■ **WHAT YOU NEED TO DO**
If a line in the data below contains the word "from", copy it out.

■ **INPUT FOR THIS TASK**
====

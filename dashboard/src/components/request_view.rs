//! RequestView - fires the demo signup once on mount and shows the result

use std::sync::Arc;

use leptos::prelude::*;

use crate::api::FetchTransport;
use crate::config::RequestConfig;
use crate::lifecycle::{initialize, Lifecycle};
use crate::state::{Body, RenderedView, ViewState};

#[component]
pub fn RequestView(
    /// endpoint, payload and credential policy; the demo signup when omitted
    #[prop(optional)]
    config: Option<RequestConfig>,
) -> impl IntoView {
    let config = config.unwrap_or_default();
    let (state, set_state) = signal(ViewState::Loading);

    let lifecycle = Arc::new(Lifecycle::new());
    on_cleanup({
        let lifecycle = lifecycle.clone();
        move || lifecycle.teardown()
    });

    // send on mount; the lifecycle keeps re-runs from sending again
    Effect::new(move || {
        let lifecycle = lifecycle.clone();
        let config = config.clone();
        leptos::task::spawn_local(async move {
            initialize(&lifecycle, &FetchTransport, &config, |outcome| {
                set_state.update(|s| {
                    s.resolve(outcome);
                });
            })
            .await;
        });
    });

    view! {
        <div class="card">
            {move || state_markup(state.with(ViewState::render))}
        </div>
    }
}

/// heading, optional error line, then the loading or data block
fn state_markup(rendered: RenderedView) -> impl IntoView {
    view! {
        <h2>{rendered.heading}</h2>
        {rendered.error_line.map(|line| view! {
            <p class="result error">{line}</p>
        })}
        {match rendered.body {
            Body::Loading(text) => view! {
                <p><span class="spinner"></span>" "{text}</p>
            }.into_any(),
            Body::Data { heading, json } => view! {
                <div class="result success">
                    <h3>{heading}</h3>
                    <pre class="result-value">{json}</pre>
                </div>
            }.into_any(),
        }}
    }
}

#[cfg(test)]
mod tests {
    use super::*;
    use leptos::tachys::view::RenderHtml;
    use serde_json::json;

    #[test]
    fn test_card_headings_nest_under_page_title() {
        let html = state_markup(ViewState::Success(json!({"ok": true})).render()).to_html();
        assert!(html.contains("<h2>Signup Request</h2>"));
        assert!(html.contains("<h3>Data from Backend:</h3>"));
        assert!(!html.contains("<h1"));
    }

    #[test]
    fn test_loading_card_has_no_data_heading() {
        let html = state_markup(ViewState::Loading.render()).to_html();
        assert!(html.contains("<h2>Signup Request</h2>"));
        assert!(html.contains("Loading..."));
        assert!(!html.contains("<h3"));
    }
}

====

■ **ANSWER BELOW**
    // send on mount; the lifecycle keeps re-runs from sending again
        assert!(html.contains("<h3>Data from Backend:</h3>"));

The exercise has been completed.